▶ **What is being asked**: Every line of the entries below that includes "InputWiring" belongs in the answer, copied as written.

▶ **Task material**:
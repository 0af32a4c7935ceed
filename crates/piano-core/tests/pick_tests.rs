use glam::Vec3;
use piano_core::{build_piano_scene, pick_node, ray_aabb, Scene, SceneNode, POWER_BUTTON_NODE};

fn box_at(x: f32, z: f32) -> (Vec3, Vec3) {
    (Vec3::new(x, 0.0, z), Vec3::new(0.5, 0.5, 0.5))
}

#[test]
fn ray_aabb_hits_a_box_straight_on() {
    let (center, half) = box_at(0.0, -5.0);
    let t = ray_aabb(Vec3::ZERO, Vec3::new(0.0, 0.0, -1.0), center, half);
    assert!(t.is_some());
    let t = t.unwrap();
    // entry face is at z = -4.5
    assert!((t - 4.5).abs() < 1e-4);
}

#[test]
fn ray_aabb_misses_off_axis() {
    let (center, half) = box_at(0.0, -5.0);
    assert!(ray_aabb(Vec3::ZERO, Vec3::new(1.0, 0.0, 0.0), center, half).is_none());
    assert!(ray_aabb(Vec3::ZERO, Vec3::new(0.0, 1.0, 0.0), center, half).is_none());
}

#[test]
fn ray_aabb_ignores_boxes_behind_the_origin() {
    let (center, half) = box_at(0.0, 5.0);
    assert!(ray_aabb(Vec3::ZERO, Vec3::new(0.0, 0.0, -1.0), center, half).is_none());
}

#[test]
fn pick_returns_the_nearest_of_two_hits() {
    let mut scene = Scene::default();
    let far = scene.push(SceneNode {
        name: "far".into(),
        position: Vec3::new(0.0, 0.0, -10.0),
        half_extents: Vec3::splat(0.5),
        color: [1.0, 1.0, 1.0],
    });
    let near = scene.push(SceneNode {
        name: "near".into(),
        position: Vec3::new(0.0, 0.0, -3.0),
        half_extents: Vec3::splat(0.5),
        color: [1.0, 1.0, 1.0],
    });
    let hit = pick_node(&scene, Vec3::ZERO, Vec3::new(0.0, 0.0, -1.0));
    assert_eq!(hit, Some(near));
    assert_ne!(hit, Some(far));
}

#[test]
fn pick_miss_returns_none() {
    let scene = build_piano_scene();
    // straight up, away from everything
    assert_eq!(
        pick_node(&scene, Vec3::new(0.0, 5.0, 0.0), Vec3::Y),
        None
    );
}

#[test]
fn pick_finds_a_key_from_above() {
    let scene = build_piano_scene();
    let id = scene.find("Key_G4").unwrap();
    // aim at the front half of the key so neighboring sharps cannot occlude
    let target = scene.node(id).position + Vec3::new(0.0, 0.0, 0.25);
    let ro = target + Vec3::new(0.0, 3.0, 1.0);
    let rd = (target - ro).normalize();
    let hit = pick_node(&scene, ro, rd).expect("expected a hit");
    assert_eq!(scene.node(hit).name, "Key_G4");
}

#[test]
fn pick_finds_the_power_button() {
    let scene = build_piano_scene();
    let id = scene.find(POWER_BUTTON_NODE).unwrap();
    let target = scene.node(id).position;
    let ro = target + Vec3::new(0.0, 2.0, 0.2);
    let rd = (target - ro).normalize();
    let hit = pick_node(&scene, ro, rd).expect("expected a hit");
    assert_eq!(scene.node(hit).name, POWER_BUTTON_NODE);
}
use crate::audio::ActiveVoices;
use crate::camera;
use crate::dispatch;
use glam::Vec2;
use piano_core::{pick_node, Command, KeyboardState, PowerIndicator, Scene, TweenSet};
use std::cell::RefCell;
use std::rc::Rc;
use wasm_bindgen::JsCast;
use web_sys as web;

/// Everything the pointer handlers need, cloned into each closure.
#[derive(Clone)]
pub struct InputWiring {
    pub canvas: web::HtmlCanvasElement,
    pub scene: Rc<RefCell<Scene>>,
    pub keyboard: Rc<RefCell<KeyboardState>>,
    pub tweens: Rc<RefCell<TweenSet>>,
    pub voices: Rc<RefCell<ActiveVoices>>,
    pub indicator: Rc<RefCell<PowerIndicator>>,
    pub audio_ctx: web::AudioContext,
    pub master_gain: web::GainNode,
}

#[inline]
fn pointer_canvas_px(ev: &web::PointerEvent, canvas: &web::HtmlCanvasElement) -> Vec2 {
    let rect = canvas.get_bounding_client_rect();
    let x_css = ev.client_x() as f32 - rect.left() as f32;
    let y_css = ev.client_y() as f32 - rect.top() as f32;
    let sx = (x_css / rect.width().max(1.0) as f32) * canvas.width() as f32;
    let sy = (y_css / rect.height().max(1.0) as f32) * canvas.height() as f32;
    Vec2::new(sx, sy)
}

fn run_commands(w: &InputWiring, commands: &[Command]) {
    if commands.is_empty() {
        return;
    }
    dispatch::apply_commands(
        commands,
        &mut w.scene.borrow_mut(),
        &mut w.tweens.borrow_mut(),
        &mut w.voices.borrow_mut(),
        &w.audio_ctx,
        &w.master_gain,
        &mut w.indicator.borrow_mut(),
    );
}

pub fn wire_input_handlers(w: InputWiring) {
    wire_pointerdown(&w);
    wire_pointerup(&w, "pointerup");
    // a cancelled touch gesture must still lift the keys
    wire_pointerup(&w, "pointercancel");
}

fn wire_pointerdown(w: &InputWiring) {
    let w = w.clone();
    let canvas_for_listener = w.canvas.clone();

    let closure = wasm_bindgen::closure::Closure::wrap(Box::new(move |ev: web::PointerEvent| {
        let pos = pointer_canvas_px(&ev, &w.canvas);
        let (ro, rd) = camera::screen_to_world_ray(&w.canvas, pos.x, pos.y);
        let picked = pick_node(&w.scene.borrow(), ro, rd);
        if let Some(id) = picked {
            let mut commands = Vec::new();
            {
                let scene = w.scene.borrow();
                w.keyboard
                    .borrow_mut()
                    .handle_intersected_object(&scene, id, &mut commands);
            }
            run_commands(&w, &commands);
        }
        let _ = w.canvas.set_pointer_capture(ev.pointer_id());
        ev.prevent_default();
    }) as Box<dyn FnMut(_)>);
    let _ = canvas_for_listener
        .add_event_listener_with_callback("pointerdown", closure.as_ref().unchecked_ref());
    closure.forget();
}

fn wire_pointerup(w: &InputWiring, event_name: &str) {
    let w = w.clone();

    let closure = wasm_bindgen::closure::Closure::wrap(Box::new(move |ev: web::PointerEvent| {
        let mut commands = Vec::new();
        w.keyboard
            .borrow_mut()
            .release_all_pressed_keys(&mut commands);
        run_commands(&w, &commands);
        ev.prevent_default();
    }) as Box<dyn FnMut(_)>);
    if let Some(wnd) = web::window() {
        let _ = wnd.add_event_listener_with_callback(event_name, closure.as_ref().unchecked_ref());
    }
    closure.forget();
}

▶ **Answer space**:
pub struct InputWiring {
fn run_commands(w: &InputWiring, commands: &[Command]) {
pub fn wire_input_handlers(w: InputWiring) {
fn wire_pointerdown(w: &InputWiring) {
fn wire_pointerup(w: &InputWiring, event_name: &str) {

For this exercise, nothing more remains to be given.